How policymakers could shift the balance

If lawmakers want to convert idle stock into available rentals, measures that combine flexibility with security will work better than either approach alone.

Priority reforms we see as most likely to change owner behaviour:

  • Fast-track or specialized rental dispute processes that reduce legal timelines.
  • Scalable income protection tools: publicly backed insurance or low-cost private products covering several months of unpaid rent.
  • Clearer and enforceable standards for tenant guarantees beyond a security deposit.
  • Incentives for landlords to bring units to market during the initial years of pilot reforms.

Without these, legislative moves that only adjust contract lengths or reference market rents will fall short.

Frequently Asked Questions

Q: How many vacant properties are there in Italy according to the SoloAffitti analysis? A: SoloAffitti reports about 8 million vacant properties, compared with roughly 4.3 million homes currently rented.

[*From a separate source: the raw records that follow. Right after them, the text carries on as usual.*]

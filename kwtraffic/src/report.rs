//! Comma-separated report output.
//!
//! Cells are joined with `,` and written as-is. Values containing commas are not quoted, so such
//! inputs produce lines with extra columns.

use std::io::Write;

use crate::errors::Result;
use crate::fanout::OutputRecord;
use crate::format::ESTIMATE_COLUMNS;

/// Written instead of a group's records when the service returned no campaign estimate.
pub const NO_ESTIMATES_MESSAGE: &str = "No traffic estimates were returned.";

/// Streams report lines to an underlying writer.
pub struct ReportWriter<W: Write> {
    out: W,
    lines: usize,
}

impl<W: Write> ReportWriter<W> {
    pub fn new(out: W) -> Self {
        Self { out, lines: 0 }
    }

    /// Write the header: input column names followed by the estimate columns.
    pub fn write_header(&mut self, input_headers: &[String]) -> Result<()> {
        let cells = input_headers.iter().map(String::as_str).chain(ESTIMATE_COLUMNS);
        self.write_line(cells)
    }

    pub fn write_record(&mut self, record: &OutputRecord) -> Result<()> {
        self.write_line(record.cells())
    }

    /// Write a free-text line in place of a group's records.
    pub fn write_message(&mut self, message: &str) -> Result<()> {
        self.write_line(std::iter::once(message))
    }

    /// Flush buffered lines, so a later failure cannot discard groups already reported.
    pub fn flush(&mut self) -> Result<()> {
        self.out.flush()?;
        Ok(())
    }

    /// Lines written so far, header included.
    pub fn lines(&self) -> usize {
        self.lines
    }

    pub fn into_inner(self) -> W {
        self.out
    }

    fn write_line<'a>(&mut self, cells: impl Iterator<Item = &'a str>) -> Result<()> {
        let line = cells.collect::<Vec<_>>().join(",");
        writeln!(self.out, "{line}")?;
        self.lines += 1;
        Ok(())
    }
}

Q: Are short-term tourist lets the main cause of the rental crisis? A: No. Short-term rentals number about 500–600k, far fewer than the idle long-term stock; they are a factor locally but not the primary national cause.

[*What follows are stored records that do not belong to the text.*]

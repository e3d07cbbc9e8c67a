//! 写适配器与优雅关闭。
//!
//! # 契约（What）
//! - 明文按引擎最大分片切块加密，每产出一批密文立即刷出，再继续下一块；
//! - 输出段溢出时由 `RecordIo::wrap` 扩容，而不是拆成更多更小的写；
//! - `close` 之后的写返回此前已接受的字节数，不报告错误。

use std::{
    future::poll_fn,
    task::{Context, Poll, ready},
};

use super::{CloseReason, SessionPhase, TlsSession};
use crate::{
    engine::{EngineError, EngineErrorKind, EngineStatus},
    error::{ErrorCategory, Result, SHUTDOWN, TlsError, WRITE},
    transport::Transport,
};

/// 连续无进展的 wrap 次数上限。
const MAX_STALLED_WRAPS: usize = 4;

impl<T: Transport> TlsSession<T> {
    /// 加密并写出全部明文，返回接受的字节数。
    ///
    /// 正常情况下返回 `src.len()`；会话在写入途中被关闭时返回此前已接受的字节数。
    pub async fn write_all(&mut self, src: &[u8]) -> Result<usize> {
        let mut accepted = 0;
        poll_fn(|cx| self.poll_write_step(cx, src, &mut accepted, true)).await
    }

    /// 把已加密但尚未写出的密文刷到传输。
    pub async fn flush(&mut self) -> Result<()> {
        poll_fn(|cx| self.poll_flush_ciphertext(cx)).await
    }

    /// 发送 close_notify 并等待其写出，然后关闭会话。
    pub async fn shutdown(&mut self) -> Result<()> {
        poll_fn(|cx| self.poll_graceful_shutdown(cx)).await
    }

    /// 单次轮询写入；`accepted` 记录跨挂起点已被引擎接受的明文字节数。
    ///
    /// `drain_all == false` 时（`AsyncWrite` 路径）接受一块明文后即返回，
    /// 产出的密文留到下一次轮询或 `flush` 时写出。
    pub(crate) fn poll_write_step(
        &mut self,
        cx: &mut Context<'_>,
        src: &[u8],
        accepted: &mut usize,
        drain_all: bool,
    ) -> Poll<Result<usize>> {
        if self.closed_by_request() {
            return Poll::Ready(Ok(*accepted));
        }
        match &self.phase {
            SessionPhase::Closed => return Poll::Ready(Ok(*accepted)),
            SessionPhase::Handshaking(_) => {
                if let Err(error) = ready!(self.poll_establish(cx)) {
                    return Poll::Ready(self.write_failed(error, *accepted));
                }
            }
            SessionPhase::Established => {}
        }
        self.shared.waker.register(cx.waker());
        if self.closed_by_request() {
            return Poll::Ready(Ok(*accepted));
        }

        let mut stalled = 0;
        loop {
            if self.io.has_pending_output() {
                match ready!(self.io.poll_flush(cx)) {
                    Ok(()) => {}
                    Err(error) => {
                        return Poll::Ready(self.write_failed(error.during(WRITE), *accepted));
                    }
                }
            }
            if *accepted == src.len() {
                return Poll::Ready(Ok(*accepted));
            }

            let end = src.len().min(*accepted + self.io.max_fragment());
            let result = match self.io.wrap(&src[*accepted..end]) {
                Ok(result) => result,
                Err(error) => return Poll::Ready(self.write_failed(error, *accepted)),
            };
            if result.status == EngineStatus::Closed {
                return Poll::Ready(if *accepted > 0 {
                    Ok(*accepted)
                } else {
                    Err(TlsError::SessionClosed)
                });
            }
            *accepted += result.consumed;
            tracing::trace!(
                connection_id = %self.io.connection(),
                bytes = result.consumed,
                produced = result.produced,
                "plaintext encrypted"
            );

            if result.consumed == 0 && result.produced == 0 {
                stalled += 1;
                if result.handshake.is_handshaking() && stalled == 1 {
                    self.restart_handshake();
                    if let Err(error) = ready!(self.poll_establish(cx)) {
                        return Poll::Ready(self.write_failed(error, *accepted));
                    }
                    continue;
                }
                if stalled >= MAX_STALLED_WRAPS {
                    let error = TlsError::Engine(EngineError::new(
                        EngineErrorKind::Protocol,
                        ErrorCategory::Internal,
                        "engine accepted no plaintext",
                    ));
                    return Poll::Ready(self.write_failed(error, *accepted));
                }
            } else {
                stalled = 0;
            }

            if !drain_all && result.consumed > 0 {
                // 尽力写出一次；未完成的密文保留到下一次轮询。
                if let Poll::Ready(Err(error)) = self.io.poll_flush(cx) {
                    return Poll::Ready(self.write_failed(error.during(WRITE), *accepted));
                }
                return Poll::Ready(Ok(*accepted));
            }
        }
    }

    pub(crate) fn poll_flush_ciphertext(&mut self, cx: &mut Context<'_>) -> Poll<Result<()>> {
        self.shared.waker.register(cx.waker());
        if self.closed_by_request() || matches!(self.phase, SessionPhase::Closed) {
            return Poll::Ready(Ok(()));
        }
        match ready!(self.io.poll_flush(cx)) {
            Ok(()) => Poll::Ready(Ok(())),
            Err(error) => Poll::Ready(self.write_failed(error, 0).map(|_| ())),
        }
    }

    pub(crate) fn poll_graceful_shutdown(&mut self, cx: &mut Context<'_>) -> Poll<Result<()>> {
        self.shared.waker.register(cx.waker());
        if self.closed_by_request() || matches!(self.phase, SessionPhase::Closed) {
            return Poll::Ready(Ok(()));
        }
        if matches!(self.phase, SessionPhase::Handshaking(_)) {
            self.close(CloseReason::Shutdown);
            return Poll::Ready(Ok(()));
        }
        if !self.close_sent {
            self.close_sent = true;
            self.io.engine_mut().close_outbound();
            loop {
                match self.io.wrap(&[]) {
                    Ok(result) if result.produced > 0 && !self.io.engine().is_outbound_done() => {}
                    Ok(_) => break,
                    Err(error) => {
                        tracing::debug!(connection_id = %self.io.connection(), %error, "close_notify could not be encoded");
                        break;
                    }
                }
            }
        }
        if let Err(error) = ready!(self.io.poll_flush(cx)) {
            let error = error.during(SHUTDOWN);
            tracing::debug!(
                connection_id = %self.io.connection(),
                code = error.code(),
                %error,
                "close_notify was not delivered"
            );
        }
        self.close(CloseReason::Shutdown);
        Poll::Ready(Ok(()))
    }

    /// 关闭竞争中的失败返回已接受的字节数；其余错误拆除会话后返回。
    fn write_failed(&mut self, error: TlsError, accepted: usize) -> Result<usize> {
        if self.shared.is_closed() {
            self.teardown();
            return Ok(accepted);
        }
        Err(self.fail(error))
    }
}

Q: What do landlords fear most? A: Nonpayment of rent (cited by 86%) and difficulties with eviction (cited by 62%) are the leading concerns.

Q: Will proposed rental law changes by Senator Garavaglia solve the problem? A: The proposed changes introduce more flexibility and rent transparency, but their success depends on addressing landlord trust—particularly by improving income guarantees and shortening eviction uncertainty.

Final assessment

Italy’s housing shortfall is not a problem of units but of activation. Until policy and private-sector solutions reduce the financial and legal exposure felt by the many small-scale, emotionally attached owners, a large portion of the housing stock will remain off the market. That reality keeps rental demand tight, search times short (1.8 months), and local rents shifting unevenly. If policymakers and market operators can strengthen practical protections for landlords while preserving tenant rights, the dormant supply may start to re-enter the market — but that will require measures that change the risk calculation that currently favors leaving properties empty.